* WHAT THE TASK REQUIRES: Within the entries below, every line containing "while" is to be copied.

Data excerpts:
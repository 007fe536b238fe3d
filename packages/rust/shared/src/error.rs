//! Error types for noteharvest.
//!
//! Library crates use [`HarvestError`] via `thiserror`.
//! The CLI wraps this with `color-eyre`, which prints the whole `source()` chain.

use std::path::PathBuf;

use crate::types::Stage;

/// Top-level error type for all noteharvest operations.
#[derive(Debug, thiserror::Error)]
pub enum HarvestError {
    /// Working directory bootstrap failed (create/reset of `notes/`).
    #[error("setup failed at {path:?}")]
    Setup {
        path: PathBuf,
        source: std::io::Error,
    },

    /// No authenticated session could be established.
    #[error("an error occurred while logging in")]
    Login {
        #[source]
        source: Box<HarvestError>,
    },

    /// The listing resolved to zero documents.
    #[error("the notes listing returned zero urls")]
    ListingEmpty,

    /// A pipeline stage failed for one document.
    #[error("{stage} stage failed for note {id}")]
    Stage {
        stage: Stage,
        id: String,
        #[source]
        source: Box<HarvestError>,
    },

    /// A structured cache record exists but could not be parsed.
    #[error("unreadable cache record at {path:?}")]
    CacheRead {
        path: PathBuf,
        source: serde_json::Error,
    },

    /// A structured cache record parsed but describes a different note.
    #[error("cache record at {path:?} belongs to note {found}, expected {expected}")]
    MisplacedRecord {
        path: PathBuf,
        expected: String,
        found: String,
    },

    /// `get` was called for a record that does not exist.
    #[error("no {stage} record cached for note {id}")]
    NotFound { stage: Stage, id: String },

    /// Browser launch, navigation, or evaluation error.
    #[error("browser error: {0}")]
    Browser(String),

    /// The source page did not contain the expected document.
    #[error("failed to fetch note {id}: {message}")]
    Fetch { id: String, message: String },

    /// No primary content could be extracted from a document.
    #[error("extraction error: {0}")]
    Extraction(String),

    /// HTML-to-Markdown conversion error.
    #[error("conversion error: {0}")]
    Conversion(String),

    /// Configuration loading or validation error.
    #[error("config error: {message}")]
    Config { message: String },

    /// Data validation error (bad listing url, duplicate id, etc.).
    #[error("validation error: {message}")]
    Validation { message: String },

    /// Filesystem I/O error.
    #[error("I/O error at {path:?}: {source}")]
    Io {
        path: PathBuf,
        source: std::io::Error,
    },
}

/// Convenience alias used throughout the codebase.
pub type Result<T> = std::result::Result<T, HarvestError>;

impl HarvestError {
    /// Create a config error from any displayable message.
    pub fn config(msg: impl Into<String>) -> Self {
        Self::Config {
            message: msg.into(),
        }
    }

    /// Create a validation error from any displayable message.
    pub fn validation(msg: impl Into<String>) -> Self {
        Self::Validation {
            message: msg.into(),
        }
    }

    /// Wrap a `std::io::Error` with a path for context.
    pub fn io(path: impl Into<PathBuf>, source: std::io::Error) -> Self {
        Self::Io {
            path: path.into(),
            source,
        }
    }

    /// Wrap a bootstrap I/O failure.
    pub fn setup(path: impl Into<PathBuf>, source: std::io::Error) -> Self {
        Self::Setup {
            path: path.into(),
            source,
        }
    }

    /// Wrap any error as a login failure.
    pub fn login(source: HarvestError) -> Self {
        Self::Login {
            source: Box::new(source),
        }
    }

    /// Wrap any error with the stage and note it occurred in.
    pub fn stage(stage: Stage, id: impl Into<String>, source: HarvestError) -> Self {
        Self::Stage {
            stage,
            id: id.into(),
            source: Box::new(source),
        }
    }

    /// Whether a cache lookup failure should be treated as a miss.
    pub fn is_cache_miss(&self) -> bool {
        matches!(
            self,
            Self::CacheRead { .. } | Self::MisplacedRecord { .. } | Self::NotFound { .. }
        )
    }
}
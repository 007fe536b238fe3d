//! In-page JavaScript evaluated through CDP.
//!
//! Selectors and phrases come from configuration, so they are embedded as JSON
//! string literals rather than spliced in raw.

/// Quote `value` as a JavaScript string literal.
fn js_string(value: &str) -> String {
    serde_json::to_string(value).unwrap_or_else(|_| "\"\"".to_string())
}

/// `true` once an element matching `selector` is present.
pub(crate) fn selector_present(selector: &str) -> String {
    format!("document.querySelector({}) !== null", js_string(selector))
}

/// The `aria-label` of the identity element, or `"anonymous"`.
pub(crate) fn identity(selector: &str) -> String {
    format!(
        "(() => {{ const el = document.body.querySelector({}); \
         return (el && el.getAttribute('aria-label')) || 'anonymous'; }})()",
        js_string(selector)
    )
}

/// Scroll to the bottom, then return the `href` of every matching link.
pub(crate) fn scroll_and_collect(link_selector: &str) -> String {
    format!(
        "(() => {{ window.scrollTo(0, document.body.scrollHeight); \
         return Array.from(document.querySelectorAll({}), el => el.getAttribute('href')) \
         .filter(href => href); }})()",
        js_string(link_selector)
    )
}

/// Capture a note's container and title, or report whether the page shows
/// the rate-limit phrase.
pub(crate) fn capture_note(article_selector: &str, title_selector: &str, phrase: &str) -> String {
    format!(
        "(() => {{ \
           const article = document.querySelector({article}); \
           const title = article && article.querySelector({title}); \
           if (!article || !title) {{ \
             return {{ found: false, rateLimited: document.body.innerHTML.includes({phrase}) }}; \
           }} \
           return {{ found: true, title: title.innerHTML, content: article.outerHTML }}; \
         }})()",
        article = js_string(article_selector),
        title = js_string(title_selector),
        phrase = js_string(phrase),
    )
}

#[cfg(test)]
mod tests {
    use super::*;

    #[test]
    fn selectors_are_quoted() {
        let js = selector_present(r#"[href="/me/"][aria-label]"#);
        assert_eq!(
            js,
            r#"document.querySelector("[href=\"/me/\"][aria-label]") !== null"#
        );
    }

    #[test]
    fn capture_embeds_all_inputs() {
        let js = capture_note("[data-pagelet=\"page\"]", "h2 > span", "We limit how often");
        assert!(js.contains(r#""[data-pagelet=\"page\"]""#));
        assert!(js.contains(r#""h2 > span""#));
        assert!(js.contains(r#""We limit how often""#));
        assert!(js.contains("rateLimited"));
    }

    #[test]
    fn collect_scrolls_before_querying() {
        let js = scroll_and_collect("a.note");
        let scroll = js.find("scrollTo").unwrap();
        let query = js.find("querySelectorAll").unwrap();
        assert!(scroll < query);
    }
}
//! Shared types, error model, and configuration for noteharvest.
//!
//! This crate is the foundation depended on by all other noteharvest crates.
//! It provides:
//! - [`HarvestError`] - the unified error type
//! - Domain types ([`Meta`], [`Note`], [`Stage`], [`ListingRecord`])
//! - Configuration ([`AppConfig`], [`HarvestConfig`], config loading)

pub mod config;
pub mod error;
pub mod types;

// Re-export public API at crate root for ergonomic imports.
pub use config::{
    AppConfig, BrowserConfig, DefaultsConfig, HarvestConfig, ListingConfig, SourceProfile,
    config_dir, config_file_path, init_config, load_config, load_config_from,
};
pub use error::{HarvestError, Result};
pub use types::{
    ListingRecord, Markdown, MarkdownNote, Meta, Note, Raw, RawContent, RawNote, Readable,
    ReadableNote, Rendered, RenderedNote, Stage, StageKind,
};
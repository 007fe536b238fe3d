//! Directory layout of the notes workspace and its bootstrap/reset.

use std::io::ErrorKind;
use std::path::{Path, PathBuf};

use noteharvest_shared::{HarvestError, ListingRecord, Result, Stage};
use tracing::{debug, info, instrument};

use crate::fs;

/// Name of the directory created under the working root.
const NOTES_DIR: &str = "notes";

/// Name of the listing cache file inside `notes/`.
const DATABASE_FILE: &str = "database.json";

/// Resolved paths of a notes workspace.
#[derive(Debug, Clone)]
pub struct NotesLayout {
    root: PathBuf,
}

/// What [`NotesLayout::prepare`] did.
#[derive(Debug, Clone, Copy, PartialEq, Eq)]
pub struct PrepareOutcome {
    /// Whether all previously persisted state was wiped.
    pub reset: bool,
}

impl NotesLayout {
    /// Layout rooted at `<work_dir>/notes`.
    pub fn new(work_dir: impl AsRef<Path>) -> Self {
        Self {
            root: work_dir.as_ref().join(NOTES_DIR),
        }
    }

    /// The `notes/` directory.
    pub fn root(&self) -> &Path {
        &self.root
    }

    /// `notes/database.json`.
    pub fn database_path(&self) -> PathBuf {
        self.root.join(DATABASE_FILE)
    }

    /// `notes/<stage>/`.
    pub fn stage_dir(&self, stage: Stage) -> PathBuf {
        self.root.join(stage.as_str())
    }

    /// `notes/<stage>/<id>.json`.
    pub fn record_path(&self, stage: Stage, id: &str) -> PathBuf {
        self.stage_dir(stage).join(format!("{id}.json"))
    }

    /// `notes/<stage>/<id>.<ext>`.
    pub fn artifact_path(&self, stage: Stage, id: &str) -> PathBuf {
        self.stage_dir(stage)
            .join(format!("{id}.{}", stage.extension()))
    }

    /// Make sure the workspace exists.
    ///
    /// The whole `notes/` tree is deleted first when `force_reset` is set or
    /// when the listing database is missing (a half-initialised workspace).
    /// After a reset the database holds an empty record.
    #[instrument(skip(self), fields(root = %self.root.display()))]
    pub async fn prepare(&self, force_reset: bool) -> Result<PrepareOutcome> {
        let reset = force_reset || !fs::exists(&self.database_path()).await;

        if reset {
            match tokio::fs::remove_dir_all(&self.root).await {
                Ok(()) => info!("cleared previous notes"),
                Err(e) if e.kind() == ErrorKind::NotFound => {}
                Err(e) => return Err(HarvestError::setup(&self.root, e)),
            }
        }

        tokio::fs::create_dir_all(&self.root)
            .await
            .map_err(|e| HarvestError::setup(&self.root, e))?;
        for stage in Stage::ALL {
            let dir = self.stage_dir(stage);
            tokio::fs::create_dir_all(&dir)
                .await
                .map_err(|e| HarvestError::setup(&dir, e))?;
        }

        if reset {
            fs::write_json(&self.database_path(), &ListingRecord::default())
                .await
                .map_err(into_setup)?;
        }

        debug!(reset, "notes workspace ready");
        Ok(PrepareOutcome { reset })
    }
}

fn into_setup(err: HarvestError) -> HarvestError {
    match err {
        HarvestError::Io { path, source } => HarvestError::Setup { path, source },
        other => other,
    }
}

#[cfg(test)]
mod tests {
    use super::*;

    fn temp_dir() -> PathBuf {
        let dir = std::env::temp_dir().join(format!("nh-layout-test-{}", uuid::Uuid::now_v7()));
        std::fs::create_dir_all(&dir).unwrap();
        dir
    }

    #[test]
    fn paths_follow_stage_conventions() {
        let layout = NotesLayout::new("/work");
        assert_eq!(
            layout.artifact_path(Stage::Markdown, "7"),
            PathBuf::from("/work/notes/markdown/7.md")
        );
        assert_eq!(
            layout.record_path(Stage::Rendered, "7"),
            PathBuf::from("/work/notes/rendered/7.json")
        );
        assert_eq!(layout.database_path(), PathBuf::from("/work/notes/database.json"));
    }

    #[tokio::test]
    async fn prepare_creates_fresh_workspace() {
        let tmp = temp_dir();
        let layout = NotesLayout::new(&tmp);

        let outcome = layout.prepare(false).await.unwrap();
        assert!(outcome.reset, "missing database forces a reset");

        for stage in Stage::ALL {
            assert!(layout.stage_dir(stage).is_dir());
        }
        let db = std::fs::read_to_string(layout.database_path()).unwrap();
        assert_eq!(db, "{}");

        let _ = std::fs::remove_dir_all(&tmp);
    }

    #[tokio::test]
    async fn prepare_keeps_existing_workspace() {
        let tmp = temp_dir();
        let layout = NotesLayout::new(&tmp);
        layout.prepare(false).await.unwrap();

        let keep = layout.artifact_path(Stage::Raw, "1");
        std::fs::write(&keep, "<html/>").unwrap();

        let outcome = layout.prepare(false).await.unwrap();
        assert!(!outcome.reset);
        assert!(keep.exists());

        let _ = std::fs::remove_dir_all(&tmp);
    }

    #[tokio::test]
    async fn forced_prepare_wipes_everything() {
        let tmp = temp_dir();
        let layout = NotesLayout::new(&tmp);
        layout.prepare(false).await.unwrap();

        let stale = layout.record_path(Stage::Readable, "1");
        std::fs::write(&stale, "{}").unwrap();

        let outcome = layout.prepare(true).await.unwrap();
        assert!(outcome.reset);
        assert!(!stale.exists());
        assert!(layout.stage_dir(Stage::Readable).is_dir());

        let _ = std::fs::remove_dir_all(&tmp);
    }
}
//! Raw capture of a single note.

use async_trait::async_trait;
use serde::Deserialize;
use tracing::{info, instrument};

use noteharvest_markdown::raw_article;
use noteharvest_shared::{HarvestError, Meta, RawContent, Result};

use crate::script;
use crate::session::{BrowserSession, SessionProvider, close_page, evaluate};

/// Fetches the raw representation of a note from the source.
#[async_trait]
pub trait SourceFetcher: Send + Sync {
    async fn fetch_raw(&self, meta: &Meta) -> Result<RawContent>;
}

/// What the capture script found on the note page.
#[derive(Debug, Deserialize)]
#[serde(rename_all = "camelCase")]
struct Capture {
    found: bool,
    #[serde(default)]
    title: Option<String>,
    #[serde(default)]
    content: Option<String>,
    #[serde(default)]
    rate_limited: bool,
}

impl Capture {
    fn into_raw(self, id: &str) -> Result<RawContent> {
        match (self.found, self.title, self.content) {
            (true, Some(title), Some(content)) => {
                let article = raw_article(&title, &content);
                Ok(RawContent {
                    title,
                    content,
                    article,
                })
            }
            _ => Err(capture_failure(id, self.rate_limited)),
        }
    }
}

/// Error for a page that did not contain the note.
///
/// The source serves an interstitial instead of the note when throttling, and
/// sometimes serves one without the recognizable phrase.
fn capture_failure(id: &str, rate_limited: bool) -> HarvestError {
    let message = if rate_limited {
        "the source has rate limited this account; try again in a few hours"
    } else {
        "the note content was missing from the page, probably because the source \
         has rate limited this account; try again in a few hours"
    };
    HarvestError::Fetch {
        id: id.to_string(),
        message: message.to_string(),
    }
}

#[async_trait]
impl SourceFetcher for BrowserSession {
    #[instrument(skip_all, fields(id = %meta.id))]
    async fn fetch_raw(&self, meta: &Meta) -> Result<RawContent> {
        self.login().await?;
        info!("fetching note content");

        let profile = self.profile();
        let js = script::capture_note(
            &profile.article_selector,
            &profile.title_selector,
            &profile.rate_limit_phrase,
        );

        let page = self.open_page(&meta.url).await?;
        let capture = evaluate::<Capture>(&page, &js).await;
        close_page(page).await;

        capture?.into_raw(&meta.id)
    }
}

#[cfg(test)]
mod tests {
    use super::*;

    fn capture(json: &str) -> Capture {
        serde_json::from_str(json).unwrap()
    }

    #[test]
    fn found_capture_builds_raw_article() {
        let raw = capture(r#"{"found": true, "title": "Hi", "content": "<div>body</div>"}"#)
            .into_raw("1")
            .unwrap();
        assert_eq!(raw.title, "Hi");
        assert_eq!(raw.content, "<div>body</div>");
        assert_eq!(
            raw.article,
            "<html><head>\n<title>Hi</title>\n</head><body>\n<div>body</div>\n</body></html>"
        );
    }

    #[test]
    fn rate_limit_phrase_is_reported() {
        let err = capture(r#"{"found": false, "rateLimited": true}"#)
            .into_raw("42")
            .unwrap_err();
        let text = err.to_string();
        assert!(text.contains("42"));
        assert!(text.contains("rate limited"));
        assert!(!text.contains("probably"));
    }

    #[test]
    fn missing_content_is_probably_rate_limiting() {
        let err = capture(r#"{"found": false, "rateLimited": false}"#)
            .into_raw("42")
            .unwrap_err();
        assert!(matches!(err, HarvestError::Fetch { ref id, .. } if id == "42"));
        assert!(err.to_string().contains("probably"));
    }
}
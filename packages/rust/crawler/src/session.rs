//! Shared browser session: lazy Chromium launch and memoized login.

use std::time::Duration;

use async_trait::async_trait;
use chromiumoxide::{Browser, BrowserConfig as ChromeConfig, Page};
use futures_util::StreamExt;
use serde::de::DeserializeOwned;
use tokio::sync::{Mutex, OnceCell};
use tokio::task::JoinHandle;
use tracing::{debug, info, instrument, warn};

use noteharvest_discovery::{ListingOptions, discover};
use noteharvest_shared::{BrowserConfig, HarvestError, Result, SourceProfile};

use crate::listing::{ListingPage, listing_base};
use crate::script;

/// Delay between checks for the post-login marker.
const LOGIN_POLL_INTERVAL: Duration = Duration::from_millis(500);

// ---------------------------------------------------------------------------
// Trait
// ---------------------------------------------------------------------------

/// Produces an authenticated session and the listing behind it.
#[async_trait]
pub trait SessionProvider: Send + Sync {
    /// Authenticate once and return the signed-in identity.
    ///
    /// Later calls return the same identity without repeating the flow.
    async fn login(&self) -> Result<String>;

    /// Open the listing at `url` and scroll it until its link set stabilizes.
    async fn discover_listing(&self, url: &str, opts: &ListingOptions) -> Result<Vec<String>>;

    /// Release the browser. Safe to call when it was never launched.
    async fn shutdown(&self) -> Result<()>;
}

// ---------------------------------------------------------------------------
// BrowserSession
// ---------------------------------------------------------------------------

struct Launched {
    browser: Browser,
    handler: JoinHandle<()>,
}

/// A single Chromium instance shared by every browser-backed operation.
///
/// Nothing is launched until the first page is needed.
pub struct BrowserSession {
    config: BrowserConfig,
    profile: SourceProfile,
    launched: Mutex<Option<Launched>>,
    identity: OnceCell<String>,
}

impl BrowserSession {
    pub fn new(config: BrowserConfig, profile: SourceProfile) -> Self {
        Self {
            config,
            profile,
            launched: Mutex::new(None),
            identity: OnceCell::new(),
        }
    }

    pub fn profile(&self) -> &SourceProfile {
        &self.profile
    }

    /// Open a new tab at `url`, launching the browser first if needed.
    pub(crate) async fn open_page(&self, url: &str) -> Result<Page> {
        let mut launched = self.launched.lock().await;
        if launched.is_none() {
            *launched = Some(self.launch().await?);
        }
        let Some(Launched { browser, .. }) = launched.as_ref() else {
            return Err(HarvestError::Browser("browser is not running".into()));
        };

        let page = browser
            .new_page(url)
            .await
            .map_err(|e| HarvestError::Browser(format!("failed to open {url}: {e}")))?;
        page.wait_for_navigation()
            .await
            .map_err(|e| HarvestError::Browser(format!("navigation to {url} failed: {e}")))?;

        debug!(%url, "page opened");
        Ok(page)
    }

    #[instrument(skip_all, fields(headless = self.config.headless))]
    async fn launch(&self) -> Result<Launched> {
        let mut builder = ChromeConfig::builder();
        if !self.config.headless {
            builder = builder.with_head();
        }
        if let Some(executable) = &self.config.executable {
            builder = builder.chrome_executable(executable);
        }
        let chrome_config = builder.build().map_err(HarvestError::Browser)?;

        let (browser, mut handler) = Browser::launch(chrome_config)
            .await
            .map_err(|e| HarvestError::Browser(format!("failed to launch chromium: {e}")))?;

        let handler = tokio::spawn(async move {
            while let Some(event) = handler.next().await {
                if event.is_err() {
                    break;
                }
            }
        });

        info!("browser launched");
        Ok(Launched { browser, handler })
    }

    async fn authenticate(&self) -> Result<String> {
        let page = self.open_page(&self.profile.home_url).await?;
        info!("please log in using the browser window");

        let marker = script::selector_present(&self.profile.login_marker);
        while !evaluate::<bool>(&page, &marker).await? {
            tokio::time::sleep(LOGIN_POLL_INTERVAL).await;
        }

        let identity: String =
            evaluate(&page, &script::identity(&self.profile.identity_selector)).await?;
        close_page(page).await;

        info!(%identity, "logged in");
        Ok(identity)
    }
}

#[async_trait]
impl SessionProvider for BrowserSession {
    async fn login(&self) -> Result<String> {
        self.identity
            .get_or_try_init(|| async { self.authenticate().await.map_err(HarvestError::login) })
            .await
            .cloned()
    }

    #[instrument(skip(self, opts))]
    async fn discover_listing(&self, url: &str, opts: &ListingOptions) -> Result<Vec<String>> {
        self.login().await?;
        info!("fetching the urls of all notes");

        let base = listing_base(url)?;
        let page = self.open_page(url).await?;
        let mut listing = ListingPage::new(page, &self.profile.listing_link_selector, base);
        let result = discover(&mut listing, opts).await;
        close_page(listing.into_page()).await;

        result
    }

    async fn shutdown(&self) -> Result<()> {
        let Some(Launched {
            mut browser,
            handler,
        }) = self.launched.lock().await.take()
        else {
            return Ok(());
        };

        let closed = browser
            .close()
            .await
            .map_err(|e| HarvestError::Browser(format!("failed to close browser: {e}")));
        if let Err(e) = browser.wait().await {
            warn!(error = %e, "browser process did not exit cleanly");
        }
        handler.abort();

        debug!("browser closed");
        closed.map(|_| ())
    }
}

// ---------------------------------------------------------------------------
// Page helpers
// ---------------------------------------------------------------------------

/// Evaluate `expression` in `page` and deserialize its value.
pub(crate) async fn evaluate<T: DeserializeOwned>(page: &Page, expression: &str) -> Result<T> {
    page.evaluate(expression)
        .await
        .map_err(|e| HarvestError::Browser(format!("script evaluation failed: {e}")))?
        .into_value::<T>()
        .map_err(|e| HarvestError::Browser(format!("unexpected script result: {e}")))
}

/// Close a tab; failure only leaks the tab until the browser exits.
pub(crate) async fn close_page(page: Page) {
    if let Err(e) = page.close().await {
        warn!(error = %e, "failed to close page");
    }
}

* RESPONSE FOR THIS EXERCISE:
    #[error("an error occurred while logging in")]
            while let Some(event) = handler.next().await {
        while !evaluate::<bool>(&page, &marker).await? {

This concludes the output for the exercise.